▶ RECORD SET:
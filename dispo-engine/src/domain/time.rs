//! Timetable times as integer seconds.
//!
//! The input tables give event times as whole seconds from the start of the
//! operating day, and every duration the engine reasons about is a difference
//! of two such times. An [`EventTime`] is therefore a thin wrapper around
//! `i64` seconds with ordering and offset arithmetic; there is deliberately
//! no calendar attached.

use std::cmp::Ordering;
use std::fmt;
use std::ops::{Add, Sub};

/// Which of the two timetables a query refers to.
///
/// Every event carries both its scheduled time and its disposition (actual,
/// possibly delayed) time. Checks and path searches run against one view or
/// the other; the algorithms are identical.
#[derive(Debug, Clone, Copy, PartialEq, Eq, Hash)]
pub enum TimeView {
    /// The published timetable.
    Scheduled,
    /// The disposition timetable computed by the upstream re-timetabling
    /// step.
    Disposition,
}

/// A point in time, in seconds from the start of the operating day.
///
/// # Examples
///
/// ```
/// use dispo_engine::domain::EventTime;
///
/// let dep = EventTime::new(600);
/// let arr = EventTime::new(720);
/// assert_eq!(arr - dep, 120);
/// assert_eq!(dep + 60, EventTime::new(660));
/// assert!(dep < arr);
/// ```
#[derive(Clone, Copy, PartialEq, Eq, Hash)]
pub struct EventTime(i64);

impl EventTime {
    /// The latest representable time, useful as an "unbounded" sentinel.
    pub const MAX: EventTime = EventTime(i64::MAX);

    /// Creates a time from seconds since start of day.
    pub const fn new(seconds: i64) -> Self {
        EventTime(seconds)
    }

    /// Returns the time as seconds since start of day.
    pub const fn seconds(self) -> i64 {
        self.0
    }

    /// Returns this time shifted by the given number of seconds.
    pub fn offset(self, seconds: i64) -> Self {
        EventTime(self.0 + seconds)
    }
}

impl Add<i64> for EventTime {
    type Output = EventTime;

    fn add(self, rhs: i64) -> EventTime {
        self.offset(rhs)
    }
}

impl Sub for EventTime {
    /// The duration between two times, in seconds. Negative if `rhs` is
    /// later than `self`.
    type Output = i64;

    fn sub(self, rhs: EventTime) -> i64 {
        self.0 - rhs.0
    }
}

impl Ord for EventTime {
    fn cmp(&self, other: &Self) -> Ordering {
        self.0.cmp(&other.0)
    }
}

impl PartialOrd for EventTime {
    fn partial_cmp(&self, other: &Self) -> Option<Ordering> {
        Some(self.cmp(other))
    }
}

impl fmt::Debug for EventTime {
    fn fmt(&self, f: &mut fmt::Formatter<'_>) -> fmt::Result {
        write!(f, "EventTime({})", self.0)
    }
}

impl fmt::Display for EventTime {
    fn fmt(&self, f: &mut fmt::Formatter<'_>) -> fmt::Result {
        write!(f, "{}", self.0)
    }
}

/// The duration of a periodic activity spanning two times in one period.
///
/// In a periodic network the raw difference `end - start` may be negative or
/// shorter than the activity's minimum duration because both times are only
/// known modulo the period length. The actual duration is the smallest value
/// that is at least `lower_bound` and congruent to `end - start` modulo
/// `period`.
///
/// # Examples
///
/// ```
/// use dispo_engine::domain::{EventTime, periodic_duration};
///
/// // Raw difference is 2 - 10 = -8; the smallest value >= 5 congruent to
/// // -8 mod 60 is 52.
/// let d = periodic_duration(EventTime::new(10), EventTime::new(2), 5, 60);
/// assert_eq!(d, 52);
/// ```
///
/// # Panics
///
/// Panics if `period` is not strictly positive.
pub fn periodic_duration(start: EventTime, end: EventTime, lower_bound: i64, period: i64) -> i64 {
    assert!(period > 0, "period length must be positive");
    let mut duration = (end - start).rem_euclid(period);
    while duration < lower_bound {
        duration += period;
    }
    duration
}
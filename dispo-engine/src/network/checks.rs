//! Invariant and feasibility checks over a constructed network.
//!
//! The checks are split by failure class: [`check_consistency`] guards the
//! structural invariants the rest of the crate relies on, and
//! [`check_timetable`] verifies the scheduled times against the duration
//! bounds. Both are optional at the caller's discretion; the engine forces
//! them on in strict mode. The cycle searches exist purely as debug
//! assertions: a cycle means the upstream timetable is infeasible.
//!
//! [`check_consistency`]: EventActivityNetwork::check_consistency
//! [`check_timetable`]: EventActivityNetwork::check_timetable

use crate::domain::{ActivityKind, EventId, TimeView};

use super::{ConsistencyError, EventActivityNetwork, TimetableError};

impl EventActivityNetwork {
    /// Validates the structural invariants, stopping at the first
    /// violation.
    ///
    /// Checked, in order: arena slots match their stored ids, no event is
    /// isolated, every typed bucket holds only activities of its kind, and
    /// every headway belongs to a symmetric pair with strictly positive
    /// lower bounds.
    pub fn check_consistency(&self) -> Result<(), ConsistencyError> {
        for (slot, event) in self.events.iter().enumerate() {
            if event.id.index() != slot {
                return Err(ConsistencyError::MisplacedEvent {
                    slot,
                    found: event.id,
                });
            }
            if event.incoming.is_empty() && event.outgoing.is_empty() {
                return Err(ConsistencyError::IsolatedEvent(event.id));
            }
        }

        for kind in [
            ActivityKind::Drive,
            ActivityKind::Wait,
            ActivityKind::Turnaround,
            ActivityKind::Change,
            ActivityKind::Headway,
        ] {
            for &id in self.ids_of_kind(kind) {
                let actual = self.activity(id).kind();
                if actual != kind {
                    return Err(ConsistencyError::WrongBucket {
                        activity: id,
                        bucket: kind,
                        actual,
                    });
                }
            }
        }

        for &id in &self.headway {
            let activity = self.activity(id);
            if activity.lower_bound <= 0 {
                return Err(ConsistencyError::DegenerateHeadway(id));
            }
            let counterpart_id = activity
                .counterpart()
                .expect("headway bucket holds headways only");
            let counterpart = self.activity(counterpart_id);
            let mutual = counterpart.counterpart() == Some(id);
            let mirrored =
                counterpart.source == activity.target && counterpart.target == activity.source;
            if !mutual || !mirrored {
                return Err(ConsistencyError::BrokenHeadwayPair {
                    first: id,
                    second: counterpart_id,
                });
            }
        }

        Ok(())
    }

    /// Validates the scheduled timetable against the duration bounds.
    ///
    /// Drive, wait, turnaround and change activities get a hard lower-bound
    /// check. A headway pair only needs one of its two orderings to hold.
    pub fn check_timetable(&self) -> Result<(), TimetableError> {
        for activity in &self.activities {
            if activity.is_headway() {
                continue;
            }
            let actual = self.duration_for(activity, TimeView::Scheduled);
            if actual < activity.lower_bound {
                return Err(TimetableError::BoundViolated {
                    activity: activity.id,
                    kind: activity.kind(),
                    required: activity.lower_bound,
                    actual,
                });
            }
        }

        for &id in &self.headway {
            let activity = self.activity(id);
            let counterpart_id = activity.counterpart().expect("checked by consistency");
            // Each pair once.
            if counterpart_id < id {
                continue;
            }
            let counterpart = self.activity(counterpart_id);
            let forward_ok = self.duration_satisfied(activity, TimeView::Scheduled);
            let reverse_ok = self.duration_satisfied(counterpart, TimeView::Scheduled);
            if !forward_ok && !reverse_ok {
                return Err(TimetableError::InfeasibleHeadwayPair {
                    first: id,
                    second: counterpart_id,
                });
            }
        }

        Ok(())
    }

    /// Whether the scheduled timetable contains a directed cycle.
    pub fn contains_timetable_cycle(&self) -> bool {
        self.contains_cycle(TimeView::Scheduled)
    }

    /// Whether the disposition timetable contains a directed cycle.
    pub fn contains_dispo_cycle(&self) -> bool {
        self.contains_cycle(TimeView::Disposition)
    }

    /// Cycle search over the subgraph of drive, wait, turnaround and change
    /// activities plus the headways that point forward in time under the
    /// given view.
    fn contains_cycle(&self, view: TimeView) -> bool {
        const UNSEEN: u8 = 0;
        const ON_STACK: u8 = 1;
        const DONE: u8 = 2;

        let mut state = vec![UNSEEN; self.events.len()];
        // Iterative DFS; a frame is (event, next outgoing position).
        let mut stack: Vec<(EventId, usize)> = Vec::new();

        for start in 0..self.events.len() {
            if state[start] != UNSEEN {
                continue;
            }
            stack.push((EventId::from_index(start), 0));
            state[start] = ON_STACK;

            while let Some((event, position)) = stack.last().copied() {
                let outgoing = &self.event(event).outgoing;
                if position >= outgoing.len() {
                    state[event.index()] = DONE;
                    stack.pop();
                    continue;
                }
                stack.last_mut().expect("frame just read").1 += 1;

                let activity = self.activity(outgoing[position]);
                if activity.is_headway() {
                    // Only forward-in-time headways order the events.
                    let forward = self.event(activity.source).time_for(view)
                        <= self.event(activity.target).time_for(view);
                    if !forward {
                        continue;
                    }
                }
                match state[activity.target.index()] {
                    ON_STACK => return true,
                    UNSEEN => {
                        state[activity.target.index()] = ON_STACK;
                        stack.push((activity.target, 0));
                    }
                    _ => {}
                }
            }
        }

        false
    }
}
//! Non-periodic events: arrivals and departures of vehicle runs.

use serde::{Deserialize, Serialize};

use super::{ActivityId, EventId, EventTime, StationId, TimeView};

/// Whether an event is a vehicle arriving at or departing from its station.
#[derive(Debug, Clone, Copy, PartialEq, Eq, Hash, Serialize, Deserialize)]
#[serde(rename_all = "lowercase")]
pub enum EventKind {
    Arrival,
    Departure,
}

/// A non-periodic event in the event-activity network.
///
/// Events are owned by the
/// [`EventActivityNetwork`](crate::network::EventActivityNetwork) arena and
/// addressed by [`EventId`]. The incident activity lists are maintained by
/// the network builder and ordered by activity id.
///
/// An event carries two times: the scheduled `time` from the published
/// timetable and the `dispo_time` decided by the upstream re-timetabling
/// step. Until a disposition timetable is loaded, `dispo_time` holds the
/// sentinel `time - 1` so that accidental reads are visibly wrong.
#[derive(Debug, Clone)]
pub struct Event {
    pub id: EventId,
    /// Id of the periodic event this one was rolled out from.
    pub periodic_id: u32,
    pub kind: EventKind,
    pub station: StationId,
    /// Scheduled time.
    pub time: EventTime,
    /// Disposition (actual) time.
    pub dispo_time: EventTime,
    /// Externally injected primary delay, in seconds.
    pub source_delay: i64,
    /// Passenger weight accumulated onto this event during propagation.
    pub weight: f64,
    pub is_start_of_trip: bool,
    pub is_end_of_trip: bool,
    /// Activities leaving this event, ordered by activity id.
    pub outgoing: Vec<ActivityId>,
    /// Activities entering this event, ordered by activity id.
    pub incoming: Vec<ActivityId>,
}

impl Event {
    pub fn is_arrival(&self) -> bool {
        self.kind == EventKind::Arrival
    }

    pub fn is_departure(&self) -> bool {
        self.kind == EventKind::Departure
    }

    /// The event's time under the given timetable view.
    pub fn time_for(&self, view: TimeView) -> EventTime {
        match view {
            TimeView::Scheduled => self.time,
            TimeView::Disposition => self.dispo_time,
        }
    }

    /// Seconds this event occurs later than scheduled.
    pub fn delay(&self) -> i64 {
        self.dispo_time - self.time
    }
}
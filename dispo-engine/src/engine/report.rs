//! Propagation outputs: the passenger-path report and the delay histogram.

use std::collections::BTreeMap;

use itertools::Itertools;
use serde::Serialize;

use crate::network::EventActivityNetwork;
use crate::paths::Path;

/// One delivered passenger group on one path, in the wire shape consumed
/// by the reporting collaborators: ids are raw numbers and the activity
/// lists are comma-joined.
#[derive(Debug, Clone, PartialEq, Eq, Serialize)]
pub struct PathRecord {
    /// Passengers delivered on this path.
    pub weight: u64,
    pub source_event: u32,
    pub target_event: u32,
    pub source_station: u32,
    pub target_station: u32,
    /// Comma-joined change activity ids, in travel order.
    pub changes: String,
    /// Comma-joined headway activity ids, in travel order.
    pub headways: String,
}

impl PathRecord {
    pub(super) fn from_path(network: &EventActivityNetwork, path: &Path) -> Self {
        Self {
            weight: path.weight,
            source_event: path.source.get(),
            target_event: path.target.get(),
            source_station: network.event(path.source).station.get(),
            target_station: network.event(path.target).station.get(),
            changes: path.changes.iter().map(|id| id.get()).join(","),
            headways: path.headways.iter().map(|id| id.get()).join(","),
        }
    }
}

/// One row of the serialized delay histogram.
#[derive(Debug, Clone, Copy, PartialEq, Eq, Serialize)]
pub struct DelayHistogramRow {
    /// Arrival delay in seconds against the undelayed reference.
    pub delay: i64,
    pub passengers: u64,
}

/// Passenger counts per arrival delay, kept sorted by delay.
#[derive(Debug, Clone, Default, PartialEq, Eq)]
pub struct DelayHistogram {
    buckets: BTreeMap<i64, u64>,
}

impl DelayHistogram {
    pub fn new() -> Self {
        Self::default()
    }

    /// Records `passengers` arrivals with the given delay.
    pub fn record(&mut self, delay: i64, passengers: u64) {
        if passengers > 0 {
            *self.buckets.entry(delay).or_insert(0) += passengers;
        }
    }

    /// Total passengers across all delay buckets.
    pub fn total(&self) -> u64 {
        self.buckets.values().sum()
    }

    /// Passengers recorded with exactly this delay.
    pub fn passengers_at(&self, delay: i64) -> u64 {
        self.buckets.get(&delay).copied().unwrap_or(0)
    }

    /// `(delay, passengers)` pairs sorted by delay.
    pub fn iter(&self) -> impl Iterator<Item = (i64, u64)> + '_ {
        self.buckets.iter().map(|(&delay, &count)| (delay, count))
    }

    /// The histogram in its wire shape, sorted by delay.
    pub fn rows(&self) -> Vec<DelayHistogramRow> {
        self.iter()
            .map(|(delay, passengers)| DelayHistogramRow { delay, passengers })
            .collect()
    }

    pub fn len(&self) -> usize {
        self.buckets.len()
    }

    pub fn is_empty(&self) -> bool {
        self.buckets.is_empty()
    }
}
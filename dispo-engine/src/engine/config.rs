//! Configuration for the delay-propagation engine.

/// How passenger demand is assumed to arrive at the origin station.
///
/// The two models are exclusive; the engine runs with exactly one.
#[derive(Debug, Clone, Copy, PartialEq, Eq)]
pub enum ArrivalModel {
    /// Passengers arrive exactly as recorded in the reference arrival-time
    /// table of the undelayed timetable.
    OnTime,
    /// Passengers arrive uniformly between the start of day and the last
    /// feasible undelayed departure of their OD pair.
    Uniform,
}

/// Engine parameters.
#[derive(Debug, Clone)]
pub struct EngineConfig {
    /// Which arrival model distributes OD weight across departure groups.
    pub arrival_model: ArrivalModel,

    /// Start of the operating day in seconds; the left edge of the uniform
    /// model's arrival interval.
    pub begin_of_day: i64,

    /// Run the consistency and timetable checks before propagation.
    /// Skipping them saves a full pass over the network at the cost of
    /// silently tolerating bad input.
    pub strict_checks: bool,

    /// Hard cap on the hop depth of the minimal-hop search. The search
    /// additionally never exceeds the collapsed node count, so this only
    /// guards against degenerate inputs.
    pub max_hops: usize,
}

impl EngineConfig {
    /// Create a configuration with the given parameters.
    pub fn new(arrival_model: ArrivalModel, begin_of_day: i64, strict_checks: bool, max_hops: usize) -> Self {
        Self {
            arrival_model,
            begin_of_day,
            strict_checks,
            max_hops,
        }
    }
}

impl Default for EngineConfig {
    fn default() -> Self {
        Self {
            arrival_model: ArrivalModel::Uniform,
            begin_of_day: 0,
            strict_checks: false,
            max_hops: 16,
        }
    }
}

▶ THE TASK:
Sift the material for lines with the string "match". Copy each one found.

▶ RESPONSE TO THE EXERCISE:
    /// Checked, in order: arena slots match their stored ids, no event is
                match state[activity.target.index()] {
        match view {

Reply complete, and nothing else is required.